** Opening Data under study block **

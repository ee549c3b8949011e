//! The embedded command terminal.
//!
//! A line-oriented shell session: a typed command line is either handled
//! internally (`cd`) or handed to an external process whose output streams
//! back into the view. The working directory is session state, never a
//! process-wide mutation.
//!
//! State machine: `AwaitingInput` → (non-empty submit of an external
//! command) → `Running` → (process exits, output drained) → `AwaitingInput`.
//! An empty submit only re-displays the prompt. The prompt is shown exactly
//! once per command, after the process has fully exited.

pub mod process;

use std::path::{Path, PathBuf};
use std::sync::mpsc::Receiver;

use crate::error::AppError;

pub use process::ProcessEvent;

/// Whether the session is waiting for a line or running a command.
#[derive(Debug, Clone, Copy, PartialEq, Eq)]
pub enum SessionState {
    AwaitingInput,
    Running,
}

/// One terminal session: cwd, prompt, scrollback and at most one in-flight
/// external process.
pub struct TerminalSession {
    cwd: PathBuf,
    prompt: String,
    /// Scrollback: past prompts, command echoes, and process output.
    lines: Vec<String>,
    /// The line currently being typed (shown after the live prompt).
    pub input: String,
    state: SessionState,
    events: Option<Receiver<ProcessEvent>>,
    /// Trailing partial output not yet terminated by a newline.
    partial: String,
}

impl TerminalSession {
    pub fn new(cwd: PathBuf) -> Self {
        let prompt = prompt_for(&cwd);
        Self {
            cwd,
            prompt,
            lines: Vec::new(),
            input: String::new(),
            state: SessionState::AwaitingInput,
            events: None,
            partial: String::new(),
        }
    }

    pub fn cwd(&self) -> &Path {
        &self.cwd
    }

    pub fn prompt(&self) -> &str {
        &self.prompt
    }

    pub fn state(&self) -> SessionState {
        self.state
    }

    pub fn is_running(&self) -> bool {
        self.state == SessionState::Running
    }

    /// Scrollback lines, oldest first.
    pub fn lines(&self) -> &[String] {
        &self.lines
    }

    /// Trailing output that has not yet been terminated by a newline.
    pub fn partial_line(&self) -> &str {
        &self.partial
    }

    /// Submit the current input line.
    pub fn submit(&mut self) {
        let command = std::mem::take(&mut self.input);
        let command = command.trim().to_string();
        self.execute(&command);
    }

    /// Execute a command line as if typed at the prompt. Used both by the
    /// key handler and by run-current-file.
    pub fn execute(&mut self, command: &str) {
        if self.state == SessionState::Running {
            // One command at a time; later submissions are rejected, not
            // queued.
            self.lines
                .push("(a command is still running)".to_string());
            return;
        }

        // Echo the prompt and the command into scrollback.
        self.lines.push(format!("{}{}", self.prompt, command));

        if command.is_empty() {
            return;
        }

        if let Some(path) = command.strip_prefix("cd ") {
            self.change_dir(path.trim());
            return;
        }
        if command == "cd" {
            self.change_dir("~");
            return;
        }

        match process::spawn_shell(command, &self.cwd) {
            Ok(rx) => {
                self.events = Some(rx);
                self.state = SessionState::Running;
            }
            Err(e) => {
                self.lines.push(e.to_string());
            }
        }
    }

    /// Handle `cd` internally and synchronously. Failure leaves the working
    /// directory unchanged and appends the error inline.
    fn change_dir(&mut self, path: &str) {
        let target = self.resolve(path);
        match std::fs::canonicalize(&target) {
            Ok(dir) if dir.is_dir() => {
                self.cwd = dir;
                self.prompt = prompt_for(&self.cwd);
            }
            Ok(other) => {
                let err = AppError::DirChange {
                    path: other,
                    source: std::io::Error::new(
                        std::io::ErrorKind::InvalidInput,
                        "not a directory",
                    ),
                };
                self.lines.push(err.to_string());
            }
            Err(source) => {
                let err = AppError::DirChange {
                    path: target,
                    source,
                };
                self.lines.push(err.to_string());
            }
        }
    }

    fn resolve(&self, path: &str) -> PathBuf {
        if path == "~" {
            return dirs::home_dir().unwrap_or_else(|| self.cwd.clone());
        }
        let p = Path::new(path);
        if p.is_absolute() {
            p.to_path_buf()
        } else {
            self.cwd.join(p)
        }
    }

    /// Drain pending process events into the view. Returns true if anything
    /// changed (the caller should redraw).
    pub fn poll(&mut self) -> bool {
        // Take the receiver for the duration of the drain; appending output
        // needs the rest of the session mutably.
        let Some(rx) = self.events.take() else {
            return false;
        };
        let mut changed = false;
        let mut finished = false;
        while let Ok(event) = rx.try_recv() {
            changed = true;
            match event {
                ProcessEvent::Stdout(chunk) | ProcessEvent::Stderr(chunk) => {
                    self.append_output(&chunk);
                }
                ProcessEvent::Exited(code) => {
                    self.flush_partial();
                    if let Some(code) = code {
                        if code != 0 {
                            tracing::debug!(exit_code = code, "command exited nonzero");
                        }
                    }
                    finished = true;
                }
            }
        }
        if finished {
            self.state = SessionState::AwaitingInput;
        } else {
            self.events = Some(rx);
        }
        changed
    }

    /// Append a UTF-8 output chunk, splitting on newlines and keeping any
    /// unterminated tail for the next chunk.
    fn append_output(&mut self, chunk: &str) {
        self.partial.push_str(chunk);
        while let Some(pos) = self.partial.find('\n') {
            let mut line: String = self.partial.drain(..=pos).collect();
            if line.ends_with('\n') {
                line.pop();
                if line.ends_with('\r') {
                    line.pop();
                }
            }
            self.lines.push(line);
        }
    }

    fn flush_partial(&mut self) {
        if !self.partial.is_empty() {
            let line = std::mem::take(&mut self.partial);
            self.lines.push(line);
        }
    }
}

fn prompt_for(cwd: &Path) -> String {
    format!("{}> ", cwd.display())
}

#[cfg(test)]
mod tests {
    use super::*;

    fn session() -> TerminalSession {
        let cwd = std::env::temp_dir().canonicalize().expect("temp dir");
        TerminalSession::new(cwd)
    }

    #[test]
    fn prompt_reflects_cwd() {
        let s = session();
        assert_eq!(s.prompt(), format!("{}> ", s.cwd().display()));
    }

    #[test]
    fn empty_submit_redisplays_prompt_only() {
        let mut s = session();
        s.input = String::new();
        s.submit();
        assert_eq!(s.state(), SessionState::AwaitingInput);
        assert_eq!(s.lines().len(), 1);
        assert_eq!(s.lines()[0], s.prompt());
    }

    #[test]
    fn cd_to_valid_dir_updates_cwd_and_prompt() {
        let mut s = session();
        let sub = s.cwd().join("ride-cd-test");
        std::fs::create_dir_all(&sub).unwrap();
        s.input = format!("cd {}", sub.display());
        s.submit();
        assert_eq!(s.state(), SessionState::AwaitingInput);
        assert_eq!(s.cwd(), sub.canonicalize().unwrap());
        assert!(s.prompt().contains("ride-cd-test"));
        let _ = std::fs::remove_dir(sub);
    }

    #[test]
    fn cd_to_invalid_dir_is_inline_error_cwd_unchanged() {
        let mut s = session();
        let before = s.cwd().to_path_buf();
        let prompt_before = s.prompt().to_string();
        s.input = "cd /definitely/not/a/dir".to_string();
        s.submit();
        assert_eq!(s.cwd(), before);
        assert_eq!(s.prompt(), prompt_before);
        assert!(s.lines().last().unwrap().starts_with("cd:"));
        assert_eq!(s.state(), SessionState::AwaitingInput);
    }

    #[test]
    fn poll_drains_events_and_returns_to_awaiting() {
        let mut s = session();
        let (tx, rx) = std::sync::mpsc::channel();
        s.events = Some(rx);
        s.state = SessionState::Running;

        tx.send(ProcessEvent::Stdout("hi\n".to_string())).unwrap();
        tx.send(ProcessEvent::Exited(Some(0))).unwrap();

        assert!(s.poll());
        assert_eq!(s.lines(), &["hi".to_string()]);
        assert_eq!(s.state(), SessionState::AwaitingInput);
        // Nothing left to drain once the process has exited.
        assert!(!s.poll());
    }

    #[test]
    fn poll_keeps_the_receiver_while_still_running() {
        let mut s = session();
        let (tx, rx) = std::sync::mpsc::channel();
        s.events = Some(rx);
        s.state = SessionState::Running;

        tx.send(ProcessEvent::Stdout("partial".to_string())).unwrap();
        assert!(s.poll());
        assert_eq!(s.state(), SessionState::Running);
        assert_eq!(s.partial_line(), "partial");

        tx.send(ProcessEvent::Exited(Some(0))).unwrap();
        assert!(s.poll());
        assert_eq!(s.lines().last().unwrap(), "partial");
        assert_eq!(s.state(), SessionState::AwaitingInput);
    }

    #[test]
    fn output_chunks_split_on_newlines() {
        let mut s = session();
        s.append_output("hel");
        s.append_output("lo\nwor");
        assert_eq!(s.lines(), &["hello".to_string()]);
        assert_eq!(s.partial_line(), "wor");
        s.flush_partial();
        assert_eq!(s.lines().last().unwrap(), "wor");
    }
}
//! Modal overlay rendering: errors, warnings, confirmations and prompts.

use ratatui::{
    layout::{Constraint, Direction, Layout, Position, Rect},
    style::{Modifier, Style},
    text::{Line, Span},
    widgets::{Block, Borders, Clear, Paragraph, Wrap},
    Frame,
};

use crate::ui::app::Modal;
use crate::ui::theme::DEFAULT_THEME;

/// Render the active modal centered over the whole frame.
pub fn render_modal(frame: &mut Frame, area: Rect, modal: &Modal) {
    let (title, body, border, footer) = match modal {
        Modal::Error(message) => (
            " Error ",
            message.clone(),
            DEFAULT_THEME.error,
            "Enter/Esc to dismiss",
        ),
        Modal::Warning(message) => (
            " Warning ",
            message.clone(),
            DEFAULT_THEME.secondary,
            "Enter/Esc to dismiss",
        ),
        Modal::About => (
            " About ",
            format!(
                "ride {}\n\nA terminal IDE: tabbed editor, file explorer,\nand an embedded shell.\n\n\
                 File   ^N new  ^S save  ^W close tab  ^Q quit\n\
                 Edit   ^Z undo  ^Y redo  ^X cut  ^C copy  ^V paste  ^A all\n\
                 View   ^B explorer  ^T terminal\n\
                 Run    F5 run current file",
                env!("CARGO_PKG_VERSION")
            ),
            DEFAULT_THEME.primary,
            "Enter/Esc to dismiss",
        ),
        Modal::ConfirmDelete(path) => (
            " Delete ",
            format!("Are you sure you want to delete {}?", path.display()),
            DEFAULT_THEME.error,
            "y to delete · n/Esc to cancel",
        ),
        Modal::SaveAsPrompt { input } => (
            " Save As ",
            input.clone(),
            DEFAULT_THEME.primary,
            "Enter to save · Esc to cancel",
        ),
        Modal::RenamePrompt { input, .. } => (
            " Rename ",
            input.clone(),
            DEFAULT_THEME.primary,
            "Enter to rename · Esc to cancel",
        ),
    };

    let rect = centered_rect(area, 60, &body);
    frame.render_widget(Clear, rect);

    let block = Block::default()
        .title(title)
        .title_bottom(Line::from(Span::styled(
            format!(" {} ", footer),
            Style::default().fg(DEFAULT_THEME.comment),
        )))
        .borders(Borders::ALL)
        .border_style(Style::default().fg(border).add_modifier(Modifier::BOLD));
    let inner = block.inner(rect);
    frame.render_widget(block, rect);

    let paragraph = Paragraph::new(body.clone())
        .style(Style::default().fg(DEFAULT_THEME.fg))
        .wrap(Wrap { trim: false });
    frame.render_widget(paragraph, inner);

    // Text-entry modals get a visible cursor at the end of the input.
    if matches!(modal, Modal::SaveAsPrompt { .. } | Modal::RenamePrompt { .. }) {
        let x = inner.x + (body.chars().count() as u16).min(inner.width.saturating_sub(1));
        frame.set_cursor_position(Position::new(x, inner.y));
    }
}

/// A centered rect wide enough for prompts, tall enough for `body`.
fn centered_rect(area: Rect, percent_x: u16, body: &str) -> Rect {
    let body_lines = body.lines().count().max(1) as u16 + 2;
    let vertical = Layout::default()
        .direction(Direction::Vertical)
        .constraints([
            Constraint::Min(1),
            Constraint::Length(body_lines.min(area.height)),
            Constraint::Min(1),
        ])
        .split(area);
    let horizontal = Layout::default()
        .direction(Direction::Horizontal)
        .constraints([
            Constraint::Percentage((100 - percent_x) / 2),
            Constraint::Percentage(percent_x),
            Constraint::Percentage((100 - percent_x) / 2),
        ])
        .split(vertical[1]);
    horizontal[1]
}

** Closing Data under study block **

* Your task *
A single number is needed: the count of lines in the records that contain "PathBuf".

* Finished exercise *
4